▸ **WORK REQUIRED**
The word "Sessions" occurs in some of the lines below; copy each of those lines.

▸ **DATA SHOWN**
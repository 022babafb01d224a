// SPDX-License-Identifier: AGPL-3.0-or-later
//
// Copyright (C) 2026 Relational Network

//! # API Data Models
//!
//! Request and response bodies of the REST API. Storage records never leave
//! the server directly: users in particular are always projected through
//! [`UserResponse`], which omits the password hash.
//!
//! ## Model Categories
//!
//! - **Sessions**: login, refresh and logout bodies
//! - **Users**: administration, listing and grants
//! - **Content types**: resource types and their permissions

use chrono::{DateTime, NaiveDate, Utc};
use serde::{Deserialize, Serialize};
use utoipa::{IntoParams, ToSchema};

use crate::auth::Action;
use crate::storage::query::{
    DayRange, PageRequest, QueryError, SortOrder, TriState, UserFilter, UserSortField,
};
use crate::storage::{ContentType, Page, Permission, User};

// =============================================================================
// Sessions
// =============================================================================

#[derive(Clone, Deserialize, ToSchema)]
pub struct LoginRequest {
    pub username: String,
    pub password: String,
}

/// Tokens are returned in the body as well as set as cookies.
#[derive(Clone, Serialize, Deserialize, ToSchema)]
pub struct LoginResponse {
    pub message: String,
    pub access_token: String,
    pub refresh_token: String,
    pub csrf_token: String,
}

impl std::fmt::Debug for LoginResponse {
    fn fmt(&self, f: &mut std::fmt::Formatter<'_>) -> std::fmt::Result {
        f.debug_struct("LoginResponse")
            .field("message", &self.message)
            .finish_non_exhaustive()
    }
}

#[derive(Debug, Clone, Serialize, Deserialize, ToSchema)]
pub struct RefreshResponse {
    pub message: String,
    pub access_token: String,
    /// Only present when refresh-token rotation is enabled
    #[serde(skip_serializing_if = "Option::is_none")]
    pub refresh_token: Option<String>,
}

#[derive(Debug, Clone, Serialize, Deserialize, ToSchema)]
pub struct MessageResponse {
    pub message: String,
}

impl MessageResponse {
    pub fn new(message: impl Into<String>) -> Self {
        Self {
            message: message.into(),
        }
    }
}

// =============================================================================
// Users
// =============================================================================

#[derive(Debug, Clone, Serialize, Deserialize, ToSchema, PartialEq, Eq)]
pub struct UserResponse {
    pub id: i64,
    pub username: String,
    pub is_superuser: bool,
    pub is_active: bool,
    #[serde(skip_serializing_if = "Option::is_none")]
    pub last_login: Option<DateTime<Utc>>,
    pub created_at: DateTime<Utc>,
    pub updated_at: DateTime<Utc>,
    #[serde(skip_serializing_if = "Option::is_none")]
    pub deleted_at: Option<DateTime<Utc>>,
}

impl From<User> for UserResponse {
    fn from(user: User) -> Self {
        Self {
            id: user.id,
            is_active: user.is_active(),
            username: user.username,
            is_superuser: user.is_superuser,
            last_login: user.last_login,
            created_at: user.created_at,
            updated_at: user.updated_at,
            deleted_at: user.deleted_at,
        }
    }
}

#[derive(Clone, Deserialize, ToSchema)]
pub struct CreateUserRequest {
    pub username: String,
    /// At least 8 characters
    pub password: String,
    #[serde(default)]
    pub is_superuser: bool,
    /// Permissions granted (active) on creation
    #[serde(default)]
    pub permission_ids: Vec<i64>,
}

/// Query parameters of `GET /v1/users`.
#[derive(Debug, Clone, Default, Deserialize, IntoParams)]
#[into_params(parameter_in = Query)]
pub struct UserListParams {
    /// User id prefix
    pub id: Option<String>,
    /// Username prefix
    pub username: Option<String>,
    /// `y`, `n` or `a`
    pub superuser: Option<String>,
    /// `y`, `n` or `a`
    pub active: Option<String>,
    pub last_login_start: Option<NaiveDate>,
    pub last_login_end: Option<NaiveDate>,
    pub created_at_start: Option<NaiveDate>,
    pub created_at_end: Option<NaiveDate>,
    /// `id`, `username`, `last_login` or `created_at`
    pub sort_by: Option<String>,
    /// `asc` or `desc`
    pub sort_order: Option<String>,
    pub page: Option<u32>,
    pub page_size: Option<u32>,
}

impl UserListParams {
    pub fn into_query(self) -> Result<(UserFilter, PageRequest), QueryError> {
        let filter = UserFilter {
            id_prefix: self.id.filter(|v| !v.is_empty()),
            username_prefix: self.username.filter(|v| !v.is_empty()),
            superuser: parse_optional::<TriState>(self.superuser.as_deref())?,
            active: parse_optional::<TriState>(self.active.as_deref())?,
            last_login: DayRange::new(self.last_login_start, self.last_login_end)?,
            created_at: DayRange::new(self.created_at_start, self.created_at_end)?,
            sort_field: parse_optional::<UserSortField>(self.sort_by.as_deref())?,
            sort_order: parse_optional::<SortOrder>(self.sort_order.as_deref())?,
        };
        Ok((filter, PageRequest::new(self.page, self.page_size)?))
    }
}

fn parse_optional<T>(value: Option<&str>) -> Result<T, QueryError>
where
    T: std::str::FromStr<Err = QueryError> + Default,
{
    value.map(str::parse).transpose().map(Option::unwrap_or_default)
}

#[derive(Debug, Clone, Serialize, Deserialize, ToSchema)]
pub struct UserListResponse {
    pub items: Vec<UserResponse>,
    pub total: usize,
    pub page: u32,
    pub page_size: u32,
    pub total_pages: u32,
}

impl From<Page<UserResponse>> for UserListResponse {
    fn from(page: Page<UserResponse>) -> Self {
        Self {
            items: page.items,
            total: page.total,
            page: page.page,
            page_size: page.page_size,
            total_pages: page.total_pages,
        }
    }
}

#[derive(Debug, Clone, Deserialize, IntoParams)]
#[into_params(parameter_in = Query)]
pub struct CursorParams {
    /// Last user id seen
    pub cursor: Option<i64>,
    pub limit: Option<u32>,
}

#[derive(Debug, Clone, Serialize, Deserialize, ToSchema)]
pub struct UserCursorResponse {
    pub items: Vec<UserResponse>,
    pub next_cursor: Option<i64>,
}

#[derive(Debug, Clone, Deserialize, IntoParams)]
#[into_params(parameter_in = Query)]
pub struct SearchParams {
    /// Username or id prefix
    pub q: String,
    pub limit: Option<u32>,
}

#[derive(Clone, Deserialize, ToSchema)]
pub struct ChangePasswordRequest {
    pub password: String,
    pub confirm_password: String,
}

#[derive(Clone, Serialize, Deserialize, ToSchema)]
pub struct ResetPasswordResponse {
    pub message: String,
    /// Shown once; only its hash is stored
    pub temporary_password: String,
}

impl std::fmt::Debug for ResetPasswordResponse {
    fn fmt(&self, f: &mut std::fmt::Formatter<'_>) -> std::fmt::Result {
        f.debug_struct("ResetPasswordResponse")
            .field("message", &self.message)
            .finish_non_exhaustive()
    }
}

#[derive(Debug, Clone, Default, Deserialize, ToSchema)]
pub struct UpdateGrantsRequest {
    /// Permissions to grant or re-activate
    #[serde(default)]
    pub active_ids: Vec<i64>,
    /// Permissions to deactivate
    #[serde(default)]
    pub inactive_ids: Vec<i64>,
}

// =============================================================================
// Content types and permissions
// =============================================================================

#[derive(Debug, Clone, Serialize, Deserialize, ToSchema, PartialEq, Eq)]
pub struct PermissionResponse {
    pub id: i64,
    pub name: String,
    pub content_type_id: i64,
    pub action: Action,
}

impl From<Permission> for PermissionResponse {
    fn from(permission: Permission) -> Self {
        Self {
            id: permission.id,
            name: permission.name,
            content_type_id: permission.content_type_id,
            action: permission.action,
        }
    }
}

#[derive(Debug, Clone, Serialize, Deserialize, ToSchema, PartialEq, Eq)]
pub struct ContentTypeResponse {
    pub id: i64,
    pub content_name: String,
    #[serde(skip_serializing_if = "Option::is_none")]
    pub icon: Option<String>,
}

impl From<ContentType> for ContentTypeResponse {
    fn from(content_type: ContentType) -> Self {
        Self {
            id: content_type.id,
            content_name: content_type.content_name,
            icon: content_type.icon,
        }
    }
}

#[derive(Debug, Clone, Serialize, Deserialize, ToSchema)]
pub struct ContentTypeWithPermissions {
    pub content_type: ContentTypeResponse,
    pub content_permissions: Vec<PermissionResponse>,
}

impl ContentTypeWithPermissions {
    pub fn new(content_type: ContentType, permissions: Vec<Permission>) -> Self {
        Self {
            content_type: content_type.into(),
            content_permissions: permissions.into_iter().map(Into::into).collect(),
        }
    }
}

#[derive(Debug, Clone, Deserialize, ToSchema)]
pub struct CreateContentTypeRequest {
    pub content_name: String,
    #[serde(default)]
    pub icon: Option<String>,
}

#[derive(Debug, Clone, Default, Deserialize, ToSchema)]
pub struct UpdateContentTypeRequest {
    #[serde(default)]
    pub content_name: Option<String>,
    #[serde(default)]
    pub icon: Option<String>,
}

#[cfg(test)]
mod tests {
    use super::*;

    #[test]
    fn user_response_hides_password_hash() {
        let now = Utc::now();
        let user = User {
            id: 1,
            username: "alice".into(),
            password_hash: "$argon2id$secret".into(),
            is_superuser: false,
            last_login: None,
            created_at: now,
            updated_at: now,
            deleted_at: None,
        };
        let json = serde_json::to_string(&UserResponse::from(user)).unwrap();
        assert!(!json.contains("argon2"));
        assert!(json.contains(r#""is_active":true"#));
    }

    #[test]
    fn secret_bearing_responses_redact_debug() {
        let reset = ResetPasswordResponse {
            message: "password reset".into(),
            temporary_password: "Tmp9secretXYZ".into(),
        };
        let rendered = format!("{reset:?}");
        assert!(rendered.contains("password reset"));
        assert!(!rendered.contains("Tmp9secretXYZ"));
    }

    #[test]
    fn list_params_parse_into_filter() {
        let params = UserListParams {
            superuser: Some("n".into()),
            sort_by: Some("username".into()),
            sort_order: Some("desc".into()),
            page: Some(2),
            ..Default::default()
        };
        let (filter, page) = params.into_query().unwrap();
        assert_eq!(filter.superuser, TriState::No);
        assert_eq!(filter.active, TriState::All);
        assert_eq!(filter.sort_field, UserSortField::Username);
        assert_eq!(filter.sort_order, SortOrder::Desc);
        assert_eq!(page.page, 2);
    }

    #[test]
    fn list_params_reject_unknown_sort_field() {
        let params = UserListParams {
            sort_by: Some("password_hash".into()),
            ..Default::default()
        };
        assert!(matches!(
            params.into_query(),
            Err(QueryError::UnknownSortField(_))
        ));
    }

    #[test]
    fn grant_update_defaults_to_empty_lists() {
        let request: UpdateGrantsRequest = serde_json::from_str("{}").unwrap();
        assert!(request.active_ids.is_empty());
        assert!(request.inactive_ids.is_empty());
    }
}
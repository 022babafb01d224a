// SPDX-License-Identifier: AGPL-3.0-or-later
//
// Copyright (C) 2026 Relational Network

//! Request authentication.
//!
//! Use the `Auth` extractor in handlers to require a session:
//!
//! ```rust,ignore
//! async fn my_handler(Auth(claims): Auth) -> impl IntoResponse {
//!     // claims is ClaimSet
//! }
//! ```
//!
//! A request is authenticated when:
//! - the `access_token` cookie is present;
//! - the `X-CSRF-Token` header equals the `csrf_token` cookie;
//! - the access token verifies against the access secret and is unexpired.

use axum::{
    extract::FromRequestParts,
    http::{request::Parts, HeaderMap},
};

use super::claims::{ClaimSet, TokenKind};
use super::codec::{TokenCodec, TokenError};
use super::cookie::{get_cookie, ACCESS_COOKIE_NAME, CSRF_COOKIE_NAME};
use super::csrf::{check_double_submit, CSRF_HEADER};
use super::error::AuthError;
use crate::state::AppState;

/// Authenticate from already-extracted credentials.
pub fn authenticate(
    codec: &TokenCodec,
    access_cookie: Option<&str>,
    csrf_cookie: Option<&str>,
    csrf_header: Option<&str>,
) -> Result<ClaimSet, AuthError> {
    let token = access_cookie
        .filter(|t| !t.is_empty())
        .ok_or(AuthError::AccessTokenMissing)?;

    check_double_submit(csrf_cookie, csrf_header)?;

    codec.decode(token, TokenKind::Access).map_err(|e| match e {
        TokenError::Expired => AuthError::AccessTokenExpired,
        TokenError::Invalid => AuthError::InvalidToken,
    })
}

/// Authenticate from request headers (cookies plus the CSRF header).
pub fn authenticate_headers(codec: &TokenCodec, headers: &HeaderMap) -> Result<ClaimSet, AuthError> {
    let csrf_header = headers.get(CSRF_HEADER).and_then(|v| v.to_str().ok());
    authenticate(
        codec,
        get_cookie(headers, ACCESS_COOKIE_NAME),
        get_cookie(headers, CSRF_COOKIE_NAME),
        csrf_header,
    )
}

/// Extractor for authenticated callers.
///
/// Reuses the claim set stored by [`require_session`](super::middleware::require_session)
/// when the route sits behind it.
pub struct Auth(pub ClaimSet);

impl FromRequestParts<AppState> for Auth {
    type Rejection = AuthError;

    async fn from_request_parts(parts: &mut Parts, state: &AppState) -> Result<Self, Self::Rejection> {
        // First check if middleware already authenticated the request
        if let Some(claims) = parts.extensions.get::<ClaimSet>().cloned() {
            return Ok(Auth(claims));
        }

        let claims = authenticate_headers(&state.codec, &parts.headers)?;
        Ok(Auth(claims))
    }
}

/// Extractor that requires a superuser session.
pub struct AdminOnly(pub ClaimSet);

impl FromRequestParts<AppState> for AdminOnly {
    type Rejection = AuthError;

    async fn from_request_parts(parts: &mut Parts, state: &AppState) -> Result<Self, Self::Rejection> {
        let Auth(claims) = Auth::from_request_parts(parts, state).await?;

        if !claims.is_superuser {
            return Err(AuthError::SuperuserRequired);
        }

        Ok(AdminOnly(claims))
    }
}
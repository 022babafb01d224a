// SPDX-License-Identifier: AGPL-3.0-or-later
//
// Copyright (C) 2026 Relational Network

//! Session issuance (login).

use chrono::{DateTime, Utc};
use tracing::{info, warn};

use super::claims::{Identity, TokenKind};
use super::codec::{TokenCodec, TokenGrant};
use super::csrf::generate_csrf_token;
use super::error::AuthError;
use super::password::{verify_password, DUMMY_PASSWORD_HASH};
use crate::storage::{IdentityStore, StoreError};

/// Everything a successful login hands back to the transport.
#[derive(Debug, Clone)]
pub struct Session {
    pub access: TokenGrant,
    pub refresh: TokenGrant,
    pub csrf_token: String,
}

type Verifier = fn(&str, &str) -> Result<bool, AuthError>;

/// Verifies credentials and mints a token pair.
///
/// Password verification is CPU-bound; call from a blocking thread.
pub struct SessionIssuer<'a, S: ?Sized> {
    store: &'a S,
    codec: &'a TokenCodec,
    verify: Verifier,
}

impl<'a, S> SessionIssuer<'a, S>
where
    S: IdentityStore + ?Sized,
{
    pub fn new(store: &'a S, codec: &'a TokenCodec) -> Self {
        Self {
            store,
            codec,
            verify: verify_password,
        }
    }

    #[cfg(test)]
    fn with_verifier(mut self, verify: Verifier) -> Self {
        self.verify = verify;
        self
    }

    pub fn login(&self, username: &str, password: &str) -> Result<Session, AuthError> {
        self.login_at(username, password, Utc::now())
    }

    pub fn login_at(&self, username: &str, password: &str, now: DateTime<Utc>) -> Result<Session, AuthError> {
        let found = match self.store.find_user_by_username(username) {
            Ok(user) => Some(user),
            Err(StoreError::NotFound(_)) => None,
            Err(e) => return Err(AuthError::internal(e)),
        };

        // Unknown accounts still cost one Argon2 verification.
        let stored_hash = found
            .as_ref()
            .map_or(DUMMY_PASSWORD_HASH, |user| user.password_hash.as_str());
        let matches = (self.verify)(password, stored_hash)?;

        let user = match found {
            Some(user) if matches => user,
            Some(user) => {
                warn!(target: "audit", user_id = user.id, "Login failed: wrong password");
                return Err(AuthError::InvalidCredentials);
            }
            None => {
                warn!(target: "audit", username, "Login failed: unknown or inactive account");
                return Err(AuthError::InvalidCredentials);
            }
        };

        let user = match self.store.record_login(user.id, now) {
            Ok(user) => user,
            Err(StoreError::NotFound(_)) => {
                warn!(target: "audit", user_id = user.id, "Login failed: account deactivated during login");
                return Err(AuthError::InvalidCredentials);
            }
            Err(e) => return Err(AuthError::internal(e)),
        };

        let identity = Identity {
            user_id: user.id,
            is_superuser: user.is_superuser,
        };
        let session = Session {
            access: self.codec.encode_at(identity, TokenKind::Access, now)?,
            refresh: self.codec.encode_at(identity, TokenKind::Refresh, now)?,
            csrf_token: generate_csrf_token()?,
        };

        info!(target: "audit", user_id = user.id, is_superuser = user.is_superuser, "Login succeeded");
        Ok(session)
    }
}
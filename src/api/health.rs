// SPDX-License-Identifier: AGPL-3.0-or-later
//
// Copyright (C) 2026 Relational Network

use axum::{extract::State, http::StatusCode, Json};
use serde::Serialize;
use utoipa::ToSchema;

use crate::state::AppState;

/// Readiness response with individual component status.
#[derive(Debug, Serialize, ToSchema)]
pub struct ReadyResponse {
    /// Overall health status ("ok" or "degraded").
    pub status: String,
    pub checks: HealthChecks,
}

#[derive(Debug, Serialize, ToSchema)]
pub struct HealthChecks {
    /// Whether the service process is running.
    pub service: String,
    /// Whether the identity database answers a read transaction.
    pub database: String,
}

/// Simple health check response for liveness probes.
#[derive(Debug, Serialize, ToSchema)]
pub struct HealthResponse {
    pub status: String,
}

/// Liveness probe handler.
///
/// Always returns 200 if the process is running.
#[utoipa::path(
    get,
    path = "/health",
    tag = "Health",
    responses(
        (status = 200, description = "Service is alive", body = HealthResponse)
    )
)]
pub async fn liveness() -> Json<HealthResponse> {
    Json(HealthResponse {
        status: "ok".to_string(),
    })
}

/// Readiness probe handler.
///
/// Returns 200 only if the identity database is readable.
#[utoipa::path(
    get,
    path = "/health/ready",
    tag = "Health",
    responses(
        (status = 200, description = "Service is ready", body = ReadyResponse),
        (status = 503, description = "Service is not ready", body = ReadyResponse)
    )
)]
pub async fn readiness(State(state): State<AppState>) -> (StatusCode, Json<ReadyResponse>) {
    let database_ok = match state.db.ping() {
        Ok(()) => true,
        Err(e) => {
            tracing::warn!(error = %e, "Readiness check failed");
            false
        }
    };

    let response = ReadyResponse {
        status: if database_ok { "ok" } else { "degraded" }.to_string(),
        checks: HealthChecks {
            service: "ok".to_string(),
            database: if database_ok { "ok" } else { "unavailable" }.to_string(),
        },
    };

    let status = if database_ok {
        StatusCode::OK
    } else {
        StatusCode::SERVICE_UNAVAILABLE
    };

    (status, Json(response))
}

#[cfg(test)]
mod tests {
    use super::*;
    use crate::state::tests::test_state;

    #[tokio::test]
    async fn liveness_is_always_ok() {
        let Json(body) = liveness().await;
        assert_eq!(body.status, "ok");
    }

    #[tokio::test]
    async fn readiness_reports_database() {
        let (status, Json(body)) = readiness(State(test_state())).await;
        assert_eq!(status, StatusCode::OK);
        assert_eq!(body.status, "ok");
        assert_eq!(body.checks.database, "ok");
    }
}
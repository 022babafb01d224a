// SPDX-License-Identifier: AGPL-3.0-or-later
//
// Copyright (C) 2026 Relational Network

//! Content-type endpoints.
//!
//! Every content type owns exactly four permissions, one per action; they are
//! created with it and renamed with it.

use axum::{
    extract::{Path, State},
    http::StatusCode,
    Json,
};

use crate::{
    auth::{AdminOnly, Auth},
    error::ApiError,
    models::{
        ContentTypeResponse, ContentTypeWithPermissions, CreateContentTypeRequest, UpdateContentTypeRequest,
    },
    state::AppState,
};

fn content_name(raw: &str) -> Result<&str, ApiError> {
    let name = raw.trim();
    if name.is_empty() {
        return Err(ApiError::bad_request("content_name is required"));
    }
    if name.contains('.') {
        return Err(ApiError::bad_request("content_name must not contain '.'"));
    }
    Ok(name)
}

#[utoipa::path(
    post,
    path = "/v1/contents",
    request_body = CreateContentTypeRequest,
    tag = "Contents",
    responses(
        (status = 201, description = "Content type and its permissions", body = ContentTypeWithPermissions),
        (status = 400, description = "Invalid name"),
        (status = 403, description = "Superuser required"),
        (status = 409, description = "Name already exists")
    )
)]
pub async fn create_content_type(
    State(state): State<AppState>,
    AdminOnly(admin): AdminOnly,
    Json(request): Json<CreateContentTypeRequest>,
) -> Result<(StatusCode, Json<ContentTypeWithPermissions>), ApiError> {
    let name = content_name(&request.content_name)?;
    let (content_type, permissions) = state.db.create_content_type(name, request.icon)?;

    tracing::info!(
        target: "audit",
        actor = admin.user_id,
        content_type_id = content_type.id,
        content_name = %content_type.content_name,
        "Content type created"
    );
    Ok((
        StatusCode::CREATED,
        Json(ContentTypeWithPermissions::new(content_type, permissions)),
    ))
}

#[utoipa::path(
    patch,
    path = "/v1/contents/{id}",
    params(("id" = i64, Path, description = "Content type id")),
    request_body = UpdateContentTypeRequest,
    tag = "Contents",
    responses(
        (status = 200, body = ContentTypeWithPermissions),
        (status = 400, description = "Invalid name"),
        (status = 403, description = "Superuser required"),
        (status = 404, description = "Content type not found"),
        (status = 409, description = "Name already exists")
    )
)]
pub async fn update_content_type(
    State(state): State<AppState>,
    AdminOnly(admin): AdminOnly,
    Path(content_type_id): Path<i64>,
    Json(request): Json<UpdateContentTypeRequest>,
) -> Result<Json<ContentTypeWithPermissions>, ApiError> {
    let name = request.content_name.as_deref().map(content_name).transpose()?;
    let (content_type, permissions) = state
        .db
        .update_content_type(content_type_id, name, request.icon)?;

    tracing::info!(
        target: "audit",
        actor = admin.user_id,
        content_type_id,
        content_name = %content_type.content_name,
        "Content type updated"
    );
    Ok(Json(ContentTypeWithPermissions::new(content_type, permissions)))
}

#[utoipa::path(
    get,
    path = "/v1/contents",
    tag = "Contents",
    responses((status = 200, body = [ContentTypeResponse]))
)]
pub async fn list_content_types(
    State(state): State<AppState>,
    Auth(_user): Auth,
) -> Result<Json<Vec<ContentTypeResponse>>, ApiError> {
    let content_types = state.db.list_content_types()?;
    Ok(Json(content_types.into_iter().map(Into::into).collect()))
}

#[utoipa::path(
    get,
    path = "/v1/contents/{id}",
    params(("id" = i64, Path, description = "Content type id")),
    tag = "Contents",
    responses(
        (status = 200, body = ContentTypeResponse),
        (status = 404, description = "Content type not found")
    )
)]
pub async fn get_content_type(
    State(state): State<AppState>,
    Auth(_user): Auth,
    Path(content_type_id): Path<i64>,
) -> Result<Json<ContentTypeResponse>, ApiError> {
    Ok(Json(state.db.get_content_type(content_type_id)?.into()))
}

/// Every content type with its permissions.
#[utoipa::path(
    get,
    path = "/v1/contents/permissions",
    tag = "Contents",
    responses((status = 200, body = [ContentTypeWithPermissions]))
)]
pub async fn list_with_permissions(
    State(state): State<AppState>,
    Auth(_user): Auth,
) -> Result<Json<Vec<ContentTypeWithPermissions>>, ApiError> {
    let permissions = state.db.list_permissions()?;
    let listing = state
        .db
        .list_content_types()?
        .into_iter()
        .map(|content_type| {
            let mut own: Vec<_> = permissions
                .iter()
                .filter(|p| p.content_type_id == content_type.id)
                .cloned()
                .collect();
            own.sort_by_key(|p| p.action.code());
            ContentTypeWithPermissions::new(content_type, own)
        })
        .collect();
    Ok(Json(listing))
}

#[utoipa::path(
    get,
    path = "/v1/contents/{id}/permissions",
    params(("id" = i64, Path, description = "Content type id")),
    tag = "Contents",
    responses(
        (status = 200, body = ContentTypeWithPermissions),
        (status = 404, description = "Content type not found")
    )
)]
pub async fn get_with_permissions(
    State(state): State<AppState>,
    Auth(_user): Auth,
    Path(content_type_id): Path<i64>,
) -> Result<Json<ContentTypeWithPermissions>, ApiError> {
    let content_type = state.db.get_content_type(content_type_id)?;
    let permissions = state.db.permissions_for(content_type_id)?;
    Ok(Json(ContentTypeWithPermissions::new(content_type, permissions)))
}
// SPDX-License-Identifier: AGPL-3.0-or-later
//
// Copyright (C) 2026 Relational Network

//! The narrow store boundary consumed by the session and permission core.

use chrono::{DateTime, Utc};

use super::records::{Grant, User};
use super::{StoreError, StoreResult};
use crate::auth::permissions::Action;

/// Outcome of resolving a grant for `(user, content type, action)`.
#[derive(Debug, Clone, PartialEq, Eq)]
pub enum GrantLookup {
    /// No permission row exists for the content type and action
    NoPermission,
    /// The permission exists but the user has no grant row for it
    NoGrant { permission_id: i64 },
    Found(Grant),
}

/// Persistence operations the core depends on.
///
/// Lookups report absence as [`StoreError::NotFound`].
pub trait IdentityStore: Send + Sync {
    /// Active (non-deactivated) accounts only.
    fn find_user_by_username(&self, username: &str) -> StoreResult<User>;

    /// Includes deactivated accounts.
    fn find_user_by_id(&self, id: i64) -> StoreResult<User>;

    fn save_user(&self, user: &User) -> StoreResult<()>;

    /// Stamp `last_login` and nothing else, in one write.
    ///
    /// A user deactivated since they were read reports [`StoreError::NotFound`].
    fn record_login(&self, user_id: i64, at: DateTime<Utc>) -> StoreResult<User>;

    fn find_permission(&self, content_type_id: i64, action: Action) -> StoreResult<i64>;

    fn find_grant(&self, user_id: i64, permission_id: i64) -> StoreResult<Grant>;

    fn upsert_grant(&self, user_id: i64, permission_id: i64, active: bool) -> StoreResult<Grant>;

    /// Resolve permission and grant together.
    ///
    /// Implementations backed by a transactional store should override this
    /// to read both rows from one snapshot.
    fn lookup_grant(&self, user_id: i64, content_type_id: i64, action: Action) -> StoreResult<GrantLookup> {
        let permission_id = match self.find_permission(content_type_id, action) {
            Ok(id) => id,
            Err(StoreError::NotFound(_)) => return Ok(GrantLookup::NoPermission),
            Err(e) => return Err(e),
        };
        match self.find_grant(user_id, permission_id) {
            Ok(grant) => Ok(GrantLookup::Found(grant)),
            Err(StoreError::NotFound(_)) => Ok(GrantLookup::NoGrant { permission_id }),
            Err(e) => Err(e),
        }
    }
}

▸ **TASK RESULT**
//! - **Sessions**: login, refresh and logout bodies
// Sessions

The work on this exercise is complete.